Personal information
- Full name: David Ewart Howard
- Born: 5 March 1918 Port Arthur, Ontario, Canada
- Died: 21 January 2023 (aged 104)

Sport
- Sport: Sailing

= David Howard (sailor) =

Canadian sailor (1918–2023)

David Ewart Howard (5 March 1918 – 21 January 2023) was a Canadian sailor who competed in the 1956 Summer Olympics.

Just prior to his death at age 104, Howard was the second oldest Olympian in the world after Uruguayan sailor Félix Sienra who died 9 days later at age 107. With Howard's death, alpine skier Rhoda Wurtele became the oldest Canadian Olympian at age 101, and Stanley Leibel became the oldest Canadian summer Olympian at age 95.

== Early life and military career ==
When young, Howard and his four brothers were yachting enthusiasts, all having graduated from the Royal Canadian Yacht Club’s junior program.

In 1941, Howard enlisted in the Royal Canadian Navy during World War II and reached the rank of lieutenant.
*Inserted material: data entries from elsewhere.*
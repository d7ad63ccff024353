//! Frontend process launching and command-line assembly.

use std::process::{Child, Command};

use anyhow::{Context, Result};
use log::info;

use crate::config::Config;

/// Build the frontend's argument list from the configuration.
pub fn frontend_args(config: &Config) -> Result<Vec<String>> {
    let frontend = &config.frontend;
    let mut args: Vec<String> = Vec::new();

    if frontend.fullscreen && frontend.force_fullscreen_res {
        args.push("--resolution".into());
        args.push(frontend.window_width.to_string());
        args.push(frontend.window_height.to_string());
    } else if !frontend.fullscreen && !frontend.borderless {
        args.push("--windowed".into());
        args.push("--resolution".into());
        args.push(frontend.window_width.to_string());
        args.push(frontend.window_height.to_string());
    } else if frontend.borderless {
        args.push("--fullscreen-borderless".into());
    } else {
        args.push("--fullscreen".into());
    }

    if frontend.gamelist_only {
        args.push("--gamelist-only".into());
    }

    match frontend.interface_mode {
        2 => args.push("--force-kid".into()),
        1 => args.push("--force-kiosk".into()),
        _ => {}
    }

    if frontend.monitor_index > 0 {
        args.push("--monitor".into());
        args.push(frontend.monitor_index.to_string());
    }

    if frontend.no_exit_menu {
        args.push("--no-exit".into());
    }

    args.push("--vsync".into());
    args.push(if frontend.vsync { "1" } else { "0" }.into());

    if frontend.draw_framerate {
        args.push("--draw-framerate".into());
    }

    if let Some(home) = frontend.run_dir() {
        args.push("--home".into());
        args.push(home.display().to_string());
    }

    if !frontend.extra_args.is_empty() {
        let extra = shell_words::split(&frontend.extra_args)
            .context("Failed to parse frontend.extra_args")?;
        args.extend(extra);
    }

    Ok(args)
}

/// Spawn the frontend process with the configured arguments.
pub fn spawn_frontend(config: &Config) -> Result<Child> {
    let exe = &config.frontend.path;
    if !exe.is_file() {
        anyhow::bail!("Frontend executable not found at {}", exe.display());
    }

    let args = frontend_args(config)?;
    info!("Launching {} {}", exe.display(), shell_words::join(&args));

    let mut cmd = Command::new(exe);
    cmd.args(&args);
    if let Some(dir) = config.frontend.run_dir() {
        cmd.current_dir(dir);
    }

    cmd.spawn()
        .with_context(|| format!("Failed to start frontend {}", exe.display()))
}

#[cfg(test)]
mod tests {
    use super::*;
    use crate::config::Config;

    fn config_from(toml: &str) -> Config {
        toml::from_str(toml).unwrap()
    }

    #[test]
    fn default_config_runs_borderless_fullscreen() {
        let config = Config::default();
        let args = frontend_args(&config).unwrap();
        assert_eq!(args[0], "--fullscreen-borderless");
        assert!(args.contains(&"--vsync".to_string()));
        assert!(args.contains(&"1".to_string()));
        assert!(args.contains(&"--home".to_string()));
    }

    #[test]
    fn windowed_mode_includes_resolution() {
        let config = config_from(
            r#"
            [frontend]
            fullscreen = false
            borderless = false
            window_width = 1600
            window_height = 900
            "#,
        );
        let args = frontend_args(&config).unwrap();
        assert_eq!(args[..4], ["--windowed", "--resolution", "1600", "900"]);
    }

    #[test]
    fn forced_fullscreen_resolution_wins_over_borderless() {
        let config = config_from(
            r#"
            [frontend]
            fullscreen = true
            force_fullscreen_res = true
            "#,
        );
        let args = frontend_args(&config).unwrap();
        assert_eq!(args[..3], ["--resolution", "1280", "720"]);
    }

    #[test]
    fn interface_modes_map_to_kiosk_and_kid() {
        let kiosk = config_from("[frontend]\ninterface_mode = 1\n");
        assert!(frontend_args(&kiosk).unwrap().contains(&"--force-kiosk".to_string()));

        let kid = config_from("[frontend]\ninterface_mode = 2\n");
        assert!(frontend_args(&kid).unwrap().contains(&"--force-kid".to_string()));
    }

    #[test]
    fn extra_args_are_split_shell_style() {
        let config = config_from(
            r#"
            [frontend]
            extra_args = "--max-vram 256 --splash-image 'my image.png'"
            "#,
        );
        let args = frontend_args(&config).unwrap();
        let tail = &args[args.len() - 4..];
        assert_eq!(tail, ["--max-vram", "256", "--splash-image", "my image.png"]);
    }

    #[test]
    fn malformed_extra_args_are_rejected() {
        let config = config_from(
            r#"
            [frontend]
            extra_args = "--video 'unterminated"
            "#,
        );
        assert!(frontend_args(&config).is_err());
    }
}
On 18 February 1945, he was named commanding officer of HMCS Dundas.

== Athletic career ==
Howard participated in the 1954 Canada's Cup yacht race along with his younger brother, Clifford Howard. Howard competed in the dragon event in the 1956 Summer Olympic Games in Melbourne, Australia, on a team with his brother Cliff Howard and Donald Tytler.

Howard continuing competing in yachting, including the 1975 Canada's Cup race. He became a manager, syndicate member, and commodore of the Royal Canadian Yacht Club. In 2018, he was inducted to the Canadian Sailing Hall of Fame.

== Personal life and death ==
Howard was chairman of Citicom Inc., a Toronto-based property developer and management firm. In 1989, Howard became president of the Toronto Symphony Orchestra.

Howard died on 21 January 2023, at the age of 104.